According to notes in the THS Newsletter issued as as a supplement to Marquee Vol 11 # 2 (The Theatre Historical Society of America quarterly magazine), ‘the Paramount Theatre, Anderson IN was done in the “Eberson” style – but the architect was A.M. Strauss of Ft. Wayne, IN.’ HHhhhuuuummmm!!!!?????

AshleyParadiso
AshleyParadiso on April 10, 2005 at 5:32 am

I was in this Theatre less than a month ago, and the interior will just blow you away. The way this theatre was restored is just astounding. Everywhere you look there is a new experience. The walls have villages on them, that look like a take off of the palace of Versailles and the atmospheric effects on the ceiling will really give you an experience. The lower Lobby is exceedingly sensational and the upper lobby near the balcony is just the same. This theatre is really decked out with historic chairs, and old fixtures, and wall sconces.
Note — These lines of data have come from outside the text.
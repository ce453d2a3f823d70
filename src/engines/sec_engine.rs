// Copyright 2025 Kirky.X
//
// Licensed under the Apache License, Version 2.0 (the "License");
// you may not use this file except in compliance with the License.
// You may obtain a copy of the License at
//
//     http://www.apache.org/licenses/LICENSE-2.0
//
// Unless required by applicable law or agreed to in writing, software
// distributed under the License is distributed on an "AS IS" BASIS,
// WITHOUT WARRANTIES OR CONDITIONS OF ANY KIND, either express or implied.
// See the License for the specific language governing permissions and
// limitations under the License.

use crate::config::settings::SecSettings;
use crate::domain::models::filing::FilingIndex;
use crate::domain::services::filing_parser::FilingParser;
use crate::engines::traits::{FetchError, FilingFetcher};
use async_trait::async_trait;
use governor::{DefaultDirectRateLimiter, Quota, RateLimiter};
use reqwest::header::{HeaderMap, HeaderValue, ACCEPT};
use reqwest::StatusCode;
use std::num::NonZeroU32;
use std::time::{Duration, Instant};
use tracing::{debug, warn};
use url::Url;

/// 所有请求携带的 Accept 头
pub const ACCEPT_XML: &str = "application/xml, text/xml, text/plain";

/// 默认索引表单类型
pub const DEFAULT_FORM_TYPE: &str = "13F-HR";

/// SEC EDGAR 抓取引擎
///
/// 共享一个 reqwest 客户端，所有请求都经过同一个限速器。
pub struct SecEdgarEngine {
    client: reqwest::Client,
    base_url: Url,
    form_type: String,
    index_count: u32,
    information_table_file: String,
    rate_limiter: DefaultDirectRateLimiter,
}

impl SecEdgarEngine {
    /// 根据配置创建引擎
    ///
    /// # 参数
    ///
    /// * `settings` - SEC 数据源配置
    ///
    /// # 返回值
    ///
    /// * `Ok(SecEdgarEngine)` - 引擎实例
    /// * `Err(FetchError)` - 根地址或请求标识无效
    pub fn new(settings: &SecSettings) -> Result<Self, FetchError> {
        let base_url = Url::parse(settings.base_url.trim_end_matches('/'))
            .map_err(|e| FetchError::InvalidUrl(format!("{}: {}", settings.base_url, e)))?;

        let mut headers = HeaderMap::new();
        headers.insert(ACCEPT, HeaderValue::from_static(ACCEPT_XML));

        let client = reqwest::Client::builder()
            .user_agent(settings.user_agent.as_str())
            .default_headers(headers)
            .timeout(Duration::from_secs(settings.timeout_secs))
            .build()?;

        let per_second = NonZeroU32::new(settings.requests_per_second).unwrap_or(NonZeroU32::MIN);

        Ok(Self {
            client,
            base_url,
            form_type: DEFAULT_FORM_TYPE.to_string(),
            index_count: settings.index_count,
            information_table_file: settings.information_table_file.clone(),
            rate_limiter: RateLimiter::direct(Quota::per_second(per_second)),
        })
    }

    /// 指定索引查询的表单类型
    pub fn with_form_type(mut self, form_type: impl Into<String>) -> Self {
        self.form_type = form_type.into();
        self
    }

    /// 申报人索引地址
    pub fn index_url(&self, cik: &str) -> Result<Url, FetchError> {
        let mut url = self.join("cgi-bin/browse-edgar")?;
        url.query_pairs_mut()
            .append_pair("action", "getcompany")
            .append_pair("CIK", cik.trim())
            .append_pair("type", &self.form_type)
            .append_pair("dateb", "")
            .append_pair("owner", "include")
            .append_pair("count", &self.index_count.to_string())
            .append_pair("output", "atom");
        Ok(url)
    }

    /// 报告信息表地址
    ///
    /// 路径中的 CIK 去掉前导零，accession number 去掉连字符。
    pub fn document_url(&self, accession_number: &str, cik: &str) -> Result<Url, FetchError> {
        let cik = cik.trim().trim_start_matches('0');
        let accession: String = accession_number
            .trim()
            .chars()
            .filter(|c| *c != '-')
            .collect();
        if cik.is_empty() || accession.is_empty() {
            return Err(FetchError::InvalidUrl(format!(
                "cannot build document path for cik '{}' accession '{}'",
                cik, accession_number
            )));
        }
        self.join(&format!(
            "Archives/edgar/data/{}/{}/{}",
            cik, accession, self.information_table_file
        ))
    }

    fn join(&self, path: &str) -> Result<Url, FetchError> {
        let base = format!("{}/", self.base_url.as_str().trim_end_matches('/'));
        Url::parse(&base)
            .and_then(|base| base.join(path))
            .map_err(|e| FetchError::InvalidUrl(format!("{}: {}", path, e)))
    }

    async fn get_text(&self, url: Url, kind: &'static str) -> Result<String, FetchError> {
        self.rate_limiter.until_ready().await;

        let start = Instant::now();
        let result = self.send(url.clone()).await;
        let outcome = if result.is_ok() { "success" } else { "error" };
        metrics::counter!("filingrs_fetch_requests_total", "kind" => kind, "outcome" => outcome)
            .increment(1);

        match &result {
            Ok(body) => debug!(
                url = %url,
                bytes = body.len(),
                elapsed_ms = start.elapsed().as_millis() as u64,
                "Fetched document"
            ),
            Err(e) => warn!(url = %url, error = %e, "Fetch failed"),
        }
        result
    }

    async fn send(&self, url: Url) -> Result<String, FetchError> {
        let response = self.client.get(url.clone()).send().await.map_err(|e| {
            if e.is_timeout() {
                FetchError::Timeout(url.to_string())
            } else {
                FetchError::RequestFailed(e)
            }
        })?;

        if response.status() != StatusCode::OK {
            return Err(FetchError::Status {
                status_code: response.status().as_u16(),
                url: url.to_string(),
            });
        }

        response.text().await.map_err(|e| {
            if e.is_timeout() {
                FetchError::Timeout(url.to_string())
            } else {
                FetchError::RequestFailed(e)
            }
        })
    }
}

#[async_trait]
impl FilingFetcher for SecEdgarEngine {
    async fn fetch_filing_index(&self, cik: &str) -> Result<FilingIndex, FetchError> {
        let url = self.index_url(cik)?;
        let body = self.get_text(url, "index").await?;
        let index = FilingParser::parse_filing_index(&body)?;
        debug!(cik, references = index.references.len(), "Parsed filing index");
        Ok(index)
    }

    async fn fetch_filing_document(
        &self,
        accession_number: &str,
        cik: &str,
    ) -> Result<String, FetchError> {
        let url = self.document_url(accession_number, cik)?;
        self.get_text(url, "document").await
    }

    fn name(&self) -> &'static str {
        "sec_edgar"
    }
}

#[cfg(test)]
#[path = "sec_engine_test.rs"]
mod tests;
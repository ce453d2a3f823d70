// Copyright 2025 Kirky.X
//
// Licensed under the Apache License, Version 2.0 (the "License");
// you may not use this file except in compliance with the License.
// You may obtain a copy of the License at
//
//     http://www.apache.org/licenses/LICENSE-2.0
//
// Unless required by applicable law or agreed to in writing, software
// distributed under the License is distributed on an "AS IS" BASIS,
// WITHOUT WARRANTIES OR CONDITIONS OF ANY KIND, either express or implied.
// See the License for the specific language governing permissions and
// limitations under the License.

use crate::config::settings::DatabaseSettings;
use migration::{Migrator, MigratorTrait};
use sea_orm::{ConnectOptions, Database, DatabaseConnection, DbErr};
use std::time::Duration;
use tracing::info;

/// 创建数据库连接池
///
/// 内存 SQLite 数据库每个连接都是独立的库，因此固定为单连接。
///
/// # 参数
///
/// * `settings` - 数据库配置
///
/// # 返回值
///
/// * `Ok(DatabaseConnection)` - 数据库连接
/// * `Err(DbErr)` - 连接过程中出现的错误
pub async fn create_pool(settings: &DatabaseSettings) -> Result<DatabaseConnection, DbErr> {
    let mut opt = ConnectOptions::new(settings.url.to_owned());

    if is_in_memory(&settings.url) {
        opt.max_connections(1).min_connections(1);
    } else {
        if let Some(max) = settings.max_connections {
            opt.max_connections(max);
        }
        if let Some(min) = settings.min_connections {
            opt.min_connections(min);
        }
    }

    if let Some(timeout) = settings.connect_timeout {
        opt.connect_timeout(Duration::from_secs(timeout));
        opt.acquire_timeout(Duration::from_secs(timeout));
    }

    if let Some(idle) = settings.idle_timeout {
        opt.idle_timeout(Duration::from_secs(idle));
    }

    opt.max_lifetime(Duration::from_secs(3600))
        .sqlx_logging(true);

    Database::connect(opt).await
}

/// 应用全部未执行的迁移
pub async fn run_migrations(db: &DatabaseConnection) -> Result<(), DbErr> {
    Migrator::up(db, None).await?;
    info!("Database migrations applied");
    Ok(())
}

fn is_in_memory(url: &str) -> bool {
    url.starts_with("sqlite::memory:") || url.contains("mode=memory")
}
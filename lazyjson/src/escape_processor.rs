// SPDX-License-Identifier: Apache-2.0

//! Escape decoding for string literals: simple backslash escapes and `\uXXXX`
//! sequences, including UTF-16 surrogate pairs.

/// A code unit sequence that does not form a Unicode scalar value.
///
/// Never leaves the crate; the scanner reports it as
/// [`ErrorReason::InvalidUtf16Character`](crate::ErrorReason::InvalidUtf16Character).
#[derive(Debug, Clone, Copy, PartialEq, Eq)]
pub(crate) struct EncodingError;

/// Why a completed `\uXXXX` escape could not be decoded.
#[derive(Debug, Clone, Copy, PartialEq, Eq)]
pub(crate) enum UnicodeEscapeError {
    /// The escape decoded to U+0000.
    NullCharacter,
    Encoding(EncodingError),
}

impl From<EncodingError> for UnicodeEscapeError {
    fn from(err: EncodingError) -> Self {
        UnicodeEscapeError::Encoding(err)
    }
}

pub(crate) struct EscapeProcessor;

impl EscapeProcessor {
    /// Maps the character following a backslash to the byte it stands for.
    /// Returns `None` for `u` (handled separately) and for anything invalid.
    pub fn process_simple_escape(escape_char: u8) -> Option<u8> {
        match escape_char {
            b'"' => Some(b'"'),
            b'\\' => Some(b'\\'),
            b'/' => Some(b'/'),
            b'b' => Some(0x08),
            b'f' => Some(0x0C),
            b'n' => Some(b'\n'),
            b'r' => Some(b'\r'),
            b't' => Some(b'\t'),
            _ => None,
        }
    }

    pub fn hex_digit_value(byte: u8) -> Option<u16> {
        match byte {
            b'0'..=b'9' => Some(u16::from(byte - b'0')),
            b'a'..=b'f' => Some(u16::from(byte - b'a') + 10),
            b'A'..=b'F' => Some(u16::from(byte - b'A') + 10),
            _ => None,
        }
    }

    pub fn is_high_surrogate(unit: u16) -> bool {
        (0xD800..=0xDBFF).contains(&unit)
    }

    pub fn is_low_surrogate(unit: u16) -> bool {
        (0xDC00..=0xDFFF).contains(&unit)
    }

    /// Combines a UTF-16 code unit pair into a code point.
    ///
    /// A non-surrogate `high` must come with `low == 0`; a high surrogate must come
    /// with a low surrogate.
    pub fn utf16_to_utf32(high: u16, low: u16) -> Result<u32, EncodingError> {
        if !(0xD800..=0xDFFF).contains(&high) {
            return if low == 0 {
                Ok(u32::from(high))
            } else {
                Err(EncodingError)
            };
        }
        if !Self::is_high_surrogate(high) || !Self::is_low_surrogate(low) {
            return Err(EncodingError);
        }
        let (high, low) = (u32::from(high), u32::from(low));
        Ok(0x10000 + ((high & 0x3FF) << 10) + (low & 0x3FF))
    }

    /// UTF-8 encodes `code_point` into `buf`, returning the bytes used.
    pub fn encode_utf8(code_point: u32, buf: &mut [u8; 4]) -> Result<&[u8], EncodingError> {
        let ch = char::from_u32(code_point).ok_or(EncodingError)?;
        Ok(ch.encode_utf8(buf).as_bytes())
    }
}

/// Collects the four hex digits of a `\uXXXX` escape and remembers a high surrogate
/// until its partner arrives.
#[derive(Debug, Default)]
pub(crate) struct UnicodeEscapeCollector {
    code_unit: u16,
    digits: u8,
    pending_high_surrogate: Option<u16>,
}

impl UnicodeEscapeCollector {
    pub fn new() -> Self {
        Self::default()
    }

    /// Starts a new escape; a pending high surrogate is kept.
    pub fn begin(&mut self) {
        self.code_unit = 0;
        self.digits = 0;
    }

    pub fn has_pending_high_surrogate(&self) -> bool {
        self.pending_high_surrogate.is_some()
    }

    /// Adds one digit. `None` if `byte` is not hex, otherwise whether the escape
    /// is now complete.
    pub fn add_hex_digit(&mut self, byte: u8) -> Option<bool> {
        let digit = EscapeProcessor::hex_digit_value(byte)?;
        self.code_unit = (self.code_unit << 4) | digit;
        self.digits = self.digits.saturating_add(1);
        Some(self.digits == 4)
    }

    /// Decodes the completed escape. `Ok(None)` means a high surrogate was stored and
    /// nothing is emitted yet.
    pub fn finish<'b>(
        &mut self,
        utf8: &'b mut [u8; 4],
    ) -> Result<Option<&'b [u8]>, UnicodeEscapeError> {
        let unit = self.code_unit;
        let code_point = match self.pending_high_surrogate.take() {
            Some(high) => EscapeProcessor::utf16_to_utf32(high, unit)?,
            None if unit == 0 => return Err(UnicodeEscapeError::NullCharacter),
            None if EscapeProcessor::is_high_surrogate(unit) => {
                self.pending_high_surrogate = Some(unit);
                return Ok(None);
            }
            None => EscapeProcessor::utf16_to_utf32(unit, 0)?,
        };
        Ok(Some(EscapeProcessor::encode_utf8(code_point, utf8)?))
    }
}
It really gives you the feeling of being an a Palace.

Ashley Paradiso

Patsy
Patsy on March 1, 2005 at 4:01 pm

Brian: THANKS! A Conrad Schmitt re-creation!

Broan
Broan on March 1, 2005 at 3:37 pm

Some interior photos and restoration information are available at View link

Patsy
Patsy on January 10, 2005 at 9:12 pm

Jim: Just read your post concerning the art deco exterior and the spanish interior decor as I just couldn’t picture in my mind’s eye a theatre having an art deco/atmospheric interior!

Patsy
Patsy on January 10, 2005 at 9:07 pm

Haven’t seen too many theatres on this site with both an art deco/atmospheric description so will have to try and visit Anderson IN and see this combined artistic style!

kurt1
kurt1 on January 10, 2005 at 12:26 am

In the early 70’s I was City Manager for Cinecom Theatres in Anderson,and managed the Paramount,in addition to supervising the State Theatre,North and South Drive Ins and the Mounds Mall Cinema.
I enjoyed my time there very much.

Kurt J. Noack

JimRankin
JimRankin on April 5, 2004 at 3:51 pm

Even the most casual perusal of the photos on this theatre’s web site will show one that it is definitely NOT art deco; it is clearly Spanish in decor. Perhaps the outdoor facade is art deco, but nothing of the original interior is! At least here they used their heads and concealed the latter day lights truss in the auditorium within a lattice arbor, and did not simply puncture the dome, and hang something, as they did in the case of the ‘restored’ Hippodrome in Baltimore!

tntim
tntim on April 5, 2004 at 3:09 pm

The statement that this is one of only twelve Eberson atmospherics left is not correct. I checked on this web site under Eberson theatres and found sixteen atmospheric theatres that are open plus four more that are closed but still intact.